Bilateral surgical posterior canal occlusion for intractable benign paroxysmal positional vertigo. Simultaneous video and search coil recordings of head impulse testing of all semicircular canals in a patient with bilateral surgical posterior canal occlusion for intractable benign paroxysmal positional vertigo. For every rotation direction activating the horizontal or anterior canals the eye velocity response is around normal. However, for rotations activating the posterior canals on both sides there is a reduced VOR response. To correct for the deficit on the affected posterior canals, overt saccades appear after head rotation (red traces).

(PDF)

Figure S2

VOR gain comparison of simultaneous search coils and video measures. Bar plots of VOR gain for simultaneous search-coil (red) and video measures (blue) for additional 6 subjects and 7 patients (complementary to Figure 6). Bars are plotted side by side to facilitate comparison and arranged radially to indicate the results from head impulses delivered in planes of the: Right Anterior (RA), Left Anterior (LA), Right Horizontal (RH), Left Horizontal (LH), Right Posterior (RP), and Left Posterior (LP) semicircular canals. Each bar shows the value of the VOR gain for lateral and vertical canals for subjects and patients.
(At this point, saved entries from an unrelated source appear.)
/// Elevation and property sections of a flood data result.

use serde::{Deserialize, Serialize};

use super::de::{lenient_f64, vec_skip_nulls};

/// Elevation data for a property: ground elevation, nearby base flood
/// elevations, coastline and waterbodies, storm surge estimates.
#[derive(Debug, Clone, Default, PartialEq, Serialize, Deserialize)]
pub struct Elevation {
    /// Ground elevation of the property in meters.
    #[serde(default, deserialize_with = "lenient_f64")]
    pub propertyelevation: Option<f64>,
    #[serde(rename = "flood.basefloodelevation", default, deserialize_with = "vec_skip_nulls")]
    pub flood_base_flood_elevation: Vec<BaseFloodElevation>,
    #[serde(default, deserialize_with = "vec_skip_nulls")]
    pub coastline: Vec<Coastline>,
    #[serde(default, deserialize_with = "vec_skip_nulls")]
    pub waterbody: Vec<Waterbody>,
    #[serde(default)]
    pub stormsurge: Option<StormSurge>,
}

/// Base Flood Elevation (BFE) line near the property.
#[derive(Debug, Clone, Default, PartialEq, Serialize, Deserialize)]
pub struct BaseFloodElevation {
    #[serde(default)]
    pub bfe_ln_id: Option<String>,
    #[serde(default)]
    pub bfe_type: Option<String>,
    #[serde(default)]
    pub dfirm_id: Option<String>,
    #[serde(default, deserialize_with = "lenient_f64")]
    pub distkm: Option<f64>,
    /// Sent as text by the API.
    #[serde(default)]
    pub elevation: Option<String>,
    #[serde(default)]
    pub fld_ar_id: Option<String>,
    #[serde(default)]
    pub fld_zone: Option<String>,
    /// e.g. "Feet".
    #[serde(default)]
    pub len_unit: Option<String>,
    /// Vertical datum of the elevation, e.g. "NAVD88".
    #[serde(default)]
    pub v_datum: Option<String>,
    #[serde(default)]
    pub zone_subty: Option<String>,
}

#[derive(Debug, Clone, Default, PartialEq, Serialize, Deserialize)]
pub struct Coastline {
    #[serde(default, deserialize_with = "lenient_f64")]
    pub distkm: Option<f64>,
    #[serde(default)]
    pub ogc_fid: Option<i64>,
}

#[derive(Debug, Clone, Default, PartialEq, Serialize, Deserialize)]
pub struct Waterbody {
    #[serde(default)]
    pub areasqkm: Option<String>,
    #[serde(default, deserialize_with = "lenient_f64")]
    pub distkm: Option<f64>,
    /// Geographic Names Information System id.
    #[serde(default)]
    pub gnis_id: Option<String>,
    #[serde(default)]
    pub name: Option<String>,
    #[serde(default)]
    pub objectid: Option<String>,
    #[serde(default)]
    pub ogc_fid: Option<i64>,
    #[serde(default)]
    pub state: Option<String>,
}

/// Estimated flood water level per hurricane category.
#[derive(Debug, Clone, Default, PartialEq, Serialize, Deserialize)]
pub struct StormSurge {
    #[serde(rename = "1", default, deserialize_with = "lenient_f64")]
    pub category1: Option<f64>,
    #[serde(rename = "2", default, deserialize_with = "lenient_f64")]
    pub category2: Option<f64>,
    #[serde(rename = "3", default, deserialize_with = "lenient_f64")]
    pub category3: Option<f64>,
    #[serde(rename = "4", default, deserialize_with = "lenient_f64")]
    pub category4: Option<f64>,
    #[serde(rename = "5", default, deserialize_with = "lenient_f64")]
    pub category5: Option<f64>,
}

impl StormSurge {
    /// Surge level for hurricane category 1-5.
    pub fn category(&self, category: u8) -> Option<f64> {
        match category {
            1 => self.category1,
            2 => self.category2,
            3 => self.category3,
            4 => self.category4,
            5 => self.category5,
            _ => None,
        }
    }
}

/// Structure attributes of the property. The API sends every value as text.
#[derive(Debug, Clone, Default, PartialEq, Serialize, Deserialize)]
pub struct Property {
    #[serde(default)]
    pub sqft: Option<String>,
    #[serde(default)]
    pub yearbuilt: Option<String>,
    #[serde(default)]
    pub propertyusedescription: Option<String>,
    #[serde(default)]
    pub constructiondesc: Option<String>,
    #[serde(default)]
    pub storiescount: Option<String>,
    #[serde(default)]
    pub fireresistance: Option<String>,
    #[serde(default)]
    pub parkinggaragetype: Option<String>,
    #[serde(default)]
    pub parkinggaragearea: Option<String>,
}
/// FEMA flood zone designations and their plain-language meaning.
///
/// Keys are the designations as FEMA groups them; several carry more than
/// one code ("C, X") or a numbered range ("A1-A30").

const FLOOD_ZONE_EXPLANATIONS: [(&str, &str); 11] = [
    ("A", "An area with a 1% annual chance of flood; does not have base flood elevations (BFEs) available."),
    ("AE", "An area with a 1% annual chance of flood; base flood elevations BFEs are available."),
    ("AH", "An area with a 1% annual chance of flood with flood depths ranging from 1 to 3 feet, generally near pond or pooling areas. BFEs are available."),
    ("AO", "An area with a 1% annual chance of flood with flood depths ranging from 1 to 3 feet, generally sheet flow on sloping terrain. BFEs are available."),
    ("AR", "An area inundated by flooding, for which BFEs or average depths have been determined. This is an area that was previously, and will again, be protected from the 1% annual chance flood by a Federal flood protection system whose restoration is Federally funded and underway."),
    ("A1-A30", "An area with a 1% annual chance flooding, for which BFEs have been determined."),
    ("B, X500", "An area with at least a 0.2% chance of annual flood or with a 1% annual chance of flood with average depths less than one foot or with drainage area less than one square mile. (C is the older designation and X500 is the current designation.)"),
    ("C, X", "An area outside the 0.2% and 1% annual chance of flood regions. (C is the older designation and X500 is the current designation.)"),
    ("D", "An area where flooding is possible but has not been studied."),
    ("V", "An area with a 1% annual chance flooding with velocity hazard due to waves; BFEs have are not available."),
    ("VE, V1-V30", "An area with a 1% annual chance flooding with velocity hazard due to waves; BFEs have are available."),
];

/// All designations with their explanation, in table order.
pub fn flood_zone_explanations() -> impl Iterator<Item = (&'static str, &'static str)> {
    FLOOD_ZONE_EXPLANATIONS.iter().copied()
}

/// Explanation for a zone code such as `"AE"`, `"X500"`, `"A12"` or a full
/// table key such as `"C, X"`. Case-insensitive.
pub fn flood_zone_explanation(code: &str) -> Option<&'static str> {
    let code = code.trim().to_ascii_uppercase();
    if code.is_empty() {
        return None;
    }

    FLOOD_ZONE_EXPLANATIONS
        .iter()
        .find(|(key, _)| {
            *key == code || key.split(", ").any(|part| designation_matches(part, &code))
        })
        .map(|(_, explanation)| *explanation)
}

/// Matches a single designation, expanding numbered ranges like `A1-A30`.
fn designation_matches(designation: &str, code: &str) -> bool {
    if designation == code {
        return true;
    }
    let Some((low, high)) = designation.split_once('-') else {
        return false;
    };
    let prefix: String = low.chars().take_while(|c| c.is_ascii_alphabetic()).collect();
    let (Some(low), Some(high), Some(n)) = (
        low.strip_prefix(&prefix).and_then(|n| n.parse::<u32>().ok()),
        high.strip_prefix(&prefix).and_then(|n| n.parse::<u32>().ok()),
        code.strip_prefix(&prefix).and_then(|n| n.parse::<u32>().ok()),
    ) else {
        return false;
    };
    (low..=high).contains(&n)
}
BVL = bilateral vestibular loss due to gentamicin vestibulotoxicity; uSCD = un-operated superior canal dehiscence; oSCD = operated superior canal dehiscence; rUVD = right unilateral vestibular deafferentation after surgery for vestibular Schwannoma; lUVD = left unilateral vestibular deafferentation after surgery for vestibular Schwannoma. The results show a range of responses from canals in these patients, each with a pattern of canal responses that usually matches the expectation based on previous literature, but importantly the pattern of response on coils and video measures remains similar across a broad range of canal responses and diagnoses. (For individual VOR gain values, see Data S1.)

(PDF)

Video S1

Modified head impulse procedure for vertical semicircular canals. Illustration of the head impulse examination procedure for individual semicircular canals in a patient with left unilateral vestibular deafferentation (lUVD). (A) Lateral (horizontal) head impulses. (B) Modified head impulses in the right anterior – left posterior (RALP) plane. (C) Modified head impulses in the left anterior – right posterior (LARP) plane. Note that for the modified vertical head impulses gaze is directed along the plane of head rotation to elicit vertical (instead of torsional) eye movements. Red: canal activation. Blue: canal inhibition. Green: canal dysfunction. Overt saccades that compensate for deficient canal function are indicated with click sounds. The movie has been created with the free iPhone or iPad app ‘aVOR’ developed by the first author [19].